# AIM OF THE TASK
Scan the records for "crate" and copy each line that contains it.

# TASK DATA
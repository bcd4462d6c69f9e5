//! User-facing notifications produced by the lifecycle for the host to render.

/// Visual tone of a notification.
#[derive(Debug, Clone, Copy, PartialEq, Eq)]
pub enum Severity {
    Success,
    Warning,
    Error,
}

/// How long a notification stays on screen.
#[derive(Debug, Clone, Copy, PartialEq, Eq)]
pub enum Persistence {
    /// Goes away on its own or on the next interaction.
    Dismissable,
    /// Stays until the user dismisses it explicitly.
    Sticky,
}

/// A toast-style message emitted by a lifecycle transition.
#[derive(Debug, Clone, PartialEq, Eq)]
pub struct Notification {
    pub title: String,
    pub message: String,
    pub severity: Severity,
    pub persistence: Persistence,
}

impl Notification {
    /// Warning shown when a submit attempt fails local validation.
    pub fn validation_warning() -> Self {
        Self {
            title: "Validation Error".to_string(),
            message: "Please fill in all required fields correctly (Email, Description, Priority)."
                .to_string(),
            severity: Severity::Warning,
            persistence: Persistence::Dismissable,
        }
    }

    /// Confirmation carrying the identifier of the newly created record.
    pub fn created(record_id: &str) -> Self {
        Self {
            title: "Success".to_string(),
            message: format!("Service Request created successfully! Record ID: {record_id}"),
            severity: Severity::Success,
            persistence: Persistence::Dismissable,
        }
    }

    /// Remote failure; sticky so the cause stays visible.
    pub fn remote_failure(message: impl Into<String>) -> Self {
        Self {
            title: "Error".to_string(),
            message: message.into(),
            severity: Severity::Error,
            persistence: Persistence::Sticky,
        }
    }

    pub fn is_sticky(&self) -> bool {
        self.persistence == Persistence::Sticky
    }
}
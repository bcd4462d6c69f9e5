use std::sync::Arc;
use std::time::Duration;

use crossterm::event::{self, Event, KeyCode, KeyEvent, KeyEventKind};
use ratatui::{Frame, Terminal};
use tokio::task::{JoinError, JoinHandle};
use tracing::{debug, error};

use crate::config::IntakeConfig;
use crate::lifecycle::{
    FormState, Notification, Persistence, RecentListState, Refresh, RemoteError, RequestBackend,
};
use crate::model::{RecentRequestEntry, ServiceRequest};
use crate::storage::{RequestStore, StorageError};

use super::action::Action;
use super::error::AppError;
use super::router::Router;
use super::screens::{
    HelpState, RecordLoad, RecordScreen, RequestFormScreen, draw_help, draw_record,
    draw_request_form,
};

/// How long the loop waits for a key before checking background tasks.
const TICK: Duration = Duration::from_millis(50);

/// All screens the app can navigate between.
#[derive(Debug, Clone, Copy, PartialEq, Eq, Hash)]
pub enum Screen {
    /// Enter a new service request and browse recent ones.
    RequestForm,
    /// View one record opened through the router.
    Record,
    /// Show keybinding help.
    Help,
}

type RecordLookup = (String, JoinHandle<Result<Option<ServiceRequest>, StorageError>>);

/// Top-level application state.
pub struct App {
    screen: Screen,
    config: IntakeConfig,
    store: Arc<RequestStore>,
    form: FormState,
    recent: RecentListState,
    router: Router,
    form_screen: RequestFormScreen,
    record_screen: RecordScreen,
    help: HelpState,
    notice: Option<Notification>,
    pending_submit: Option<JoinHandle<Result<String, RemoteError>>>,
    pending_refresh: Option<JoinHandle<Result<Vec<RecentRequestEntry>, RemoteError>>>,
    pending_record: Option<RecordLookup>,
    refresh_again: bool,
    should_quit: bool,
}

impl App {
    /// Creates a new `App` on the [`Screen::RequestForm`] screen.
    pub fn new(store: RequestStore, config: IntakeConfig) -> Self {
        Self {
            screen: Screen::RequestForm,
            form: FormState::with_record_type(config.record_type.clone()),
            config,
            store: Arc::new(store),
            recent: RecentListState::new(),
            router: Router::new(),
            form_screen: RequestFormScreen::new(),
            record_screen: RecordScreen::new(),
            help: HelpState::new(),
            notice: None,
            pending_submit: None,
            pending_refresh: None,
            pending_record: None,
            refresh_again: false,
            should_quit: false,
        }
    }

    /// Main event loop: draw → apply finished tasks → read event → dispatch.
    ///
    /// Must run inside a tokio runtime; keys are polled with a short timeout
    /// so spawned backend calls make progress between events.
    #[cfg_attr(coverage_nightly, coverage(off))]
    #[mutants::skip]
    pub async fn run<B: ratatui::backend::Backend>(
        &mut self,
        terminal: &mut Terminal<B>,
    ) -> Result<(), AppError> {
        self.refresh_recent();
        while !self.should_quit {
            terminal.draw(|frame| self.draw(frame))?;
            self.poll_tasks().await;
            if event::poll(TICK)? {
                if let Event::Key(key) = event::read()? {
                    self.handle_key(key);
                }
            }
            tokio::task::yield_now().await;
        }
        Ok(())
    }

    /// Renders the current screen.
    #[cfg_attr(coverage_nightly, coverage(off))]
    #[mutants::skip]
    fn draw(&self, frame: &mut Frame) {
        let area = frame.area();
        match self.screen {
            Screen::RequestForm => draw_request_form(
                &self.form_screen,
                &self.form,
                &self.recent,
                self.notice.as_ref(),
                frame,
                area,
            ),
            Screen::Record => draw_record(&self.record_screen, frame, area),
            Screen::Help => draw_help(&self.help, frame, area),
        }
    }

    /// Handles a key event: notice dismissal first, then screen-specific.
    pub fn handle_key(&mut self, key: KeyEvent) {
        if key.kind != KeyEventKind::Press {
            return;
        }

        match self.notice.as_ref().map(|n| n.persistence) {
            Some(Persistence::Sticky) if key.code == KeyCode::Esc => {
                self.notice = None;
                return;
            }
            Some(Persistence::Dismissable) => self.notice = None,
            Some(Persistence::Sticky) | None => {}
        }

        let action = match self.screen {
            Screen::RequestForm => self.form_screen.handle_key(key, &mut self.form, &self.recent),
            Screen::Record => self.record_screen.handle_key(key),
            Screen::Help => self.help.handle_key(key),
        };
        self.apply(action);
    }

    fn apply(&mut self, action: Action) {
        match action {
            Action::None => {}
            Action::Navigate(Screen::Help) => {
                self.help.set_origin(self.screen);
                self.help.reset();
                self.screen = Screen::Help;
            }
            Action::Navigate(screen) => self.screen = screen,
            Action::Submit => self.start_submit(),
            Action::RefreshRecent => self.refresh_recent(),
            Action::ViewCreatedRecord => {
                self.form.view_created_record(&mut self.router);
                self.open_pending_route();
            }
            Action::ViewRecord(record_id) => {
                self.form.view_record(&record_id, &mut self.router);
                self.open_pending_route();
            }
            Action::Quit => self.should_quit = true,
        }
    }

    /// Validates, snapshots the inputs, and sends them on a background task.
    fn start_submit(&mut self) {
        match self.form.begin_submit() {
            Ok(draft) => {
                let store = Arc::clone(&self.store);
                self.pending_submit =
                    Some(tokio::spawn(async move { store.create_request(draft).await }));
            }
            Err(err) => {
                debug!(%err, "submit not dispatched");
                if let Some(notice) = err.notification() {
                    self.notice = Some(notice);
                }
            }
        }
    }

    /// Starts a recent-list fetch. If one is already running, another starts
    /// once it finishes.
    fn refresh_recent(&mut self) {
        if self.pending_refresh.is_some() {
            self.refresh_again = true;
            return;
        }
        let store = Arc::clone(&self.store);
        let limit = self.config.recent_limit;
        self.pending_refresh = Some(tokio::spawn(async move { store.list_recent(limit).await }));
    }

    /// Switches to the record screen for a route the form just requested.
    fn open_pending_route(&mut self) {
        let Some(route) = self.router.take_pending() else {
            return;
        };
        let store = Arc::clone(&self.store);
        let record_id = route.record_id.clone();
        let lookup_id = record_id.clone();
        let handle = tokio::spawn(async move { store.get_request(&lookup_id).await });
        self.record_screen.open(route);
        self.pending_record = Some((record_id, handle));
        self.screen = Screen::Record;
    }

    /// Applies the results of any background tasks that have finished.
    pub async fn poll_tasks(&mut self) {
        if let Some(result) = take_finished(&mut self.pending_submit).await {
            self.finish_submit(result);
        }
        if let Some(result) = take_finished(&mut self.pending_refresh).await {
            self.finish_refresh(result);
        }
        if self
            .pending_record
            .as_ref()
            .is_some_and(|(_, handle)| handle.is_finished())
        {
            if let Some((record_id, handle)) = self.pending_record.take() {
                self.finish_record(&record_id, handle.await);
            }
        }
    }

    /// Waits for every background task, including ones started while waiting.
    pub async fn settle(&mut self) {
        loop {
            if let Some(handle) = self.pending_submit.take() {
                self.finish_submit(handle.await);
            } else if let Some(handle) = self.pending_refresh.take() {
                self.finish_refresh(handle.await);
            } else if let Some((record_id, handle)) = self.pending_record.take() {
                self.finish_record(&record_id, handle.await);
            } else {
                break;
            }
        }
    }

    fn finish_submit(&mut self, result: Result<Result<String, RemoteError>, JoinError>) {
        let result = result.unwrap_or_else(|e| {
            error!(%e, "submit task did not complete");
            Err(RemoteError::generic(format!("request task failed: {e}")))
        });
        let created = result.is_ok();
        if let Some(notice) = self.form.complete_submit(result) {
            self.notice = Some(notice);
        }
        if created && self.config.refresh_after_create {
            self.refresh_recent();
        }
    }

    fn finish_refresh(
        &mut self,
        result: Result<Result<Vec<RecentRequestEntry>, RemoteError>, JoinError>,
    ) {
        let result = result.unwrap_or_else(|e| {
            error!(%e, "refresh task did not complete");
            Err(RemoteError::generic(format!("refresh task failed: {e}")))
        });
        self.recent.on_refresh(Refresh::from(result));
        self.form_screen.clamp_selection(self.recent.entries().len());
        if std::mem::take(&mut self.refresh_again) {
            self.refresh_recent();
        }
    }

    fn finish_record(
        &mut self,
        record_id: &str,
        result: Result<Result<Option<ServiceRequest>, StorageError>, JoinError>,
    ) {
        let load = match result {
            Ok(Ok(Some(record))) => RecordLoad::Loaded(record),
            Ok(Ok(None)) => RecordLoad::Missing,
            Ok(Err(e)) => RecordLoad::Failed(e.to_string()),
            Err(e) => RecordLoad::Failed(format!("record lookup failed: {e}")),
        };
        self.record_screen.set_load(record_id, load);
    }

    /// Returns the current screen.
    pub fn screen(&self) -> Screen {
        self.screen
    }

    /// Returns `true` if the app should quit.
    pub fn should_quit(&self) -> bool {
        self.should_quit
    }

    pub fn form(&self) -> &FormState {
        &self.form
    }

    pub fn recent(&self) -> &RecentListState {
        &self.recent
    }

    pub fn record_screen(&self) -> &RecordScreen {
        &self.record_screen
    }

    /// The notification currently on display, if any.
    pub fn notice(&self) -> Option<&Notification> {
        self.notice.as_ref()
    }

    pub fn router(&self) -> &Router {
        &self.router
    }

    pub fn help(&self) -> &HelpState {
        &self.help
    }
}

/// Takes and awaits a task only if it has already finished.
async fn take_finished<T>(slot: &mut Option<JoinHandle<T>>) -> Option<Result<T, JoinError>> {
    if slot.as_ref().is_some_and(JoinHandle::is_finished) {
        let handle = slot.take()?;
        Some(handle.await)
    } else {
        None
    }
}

# TASK RESPONSE
use crate::config::IntakeConfig;
use crate::lifecycle::{
use crate::model::{RecentRequestEntry, ServiceRequest};
use crate::storage::{RequestStore, StorageError};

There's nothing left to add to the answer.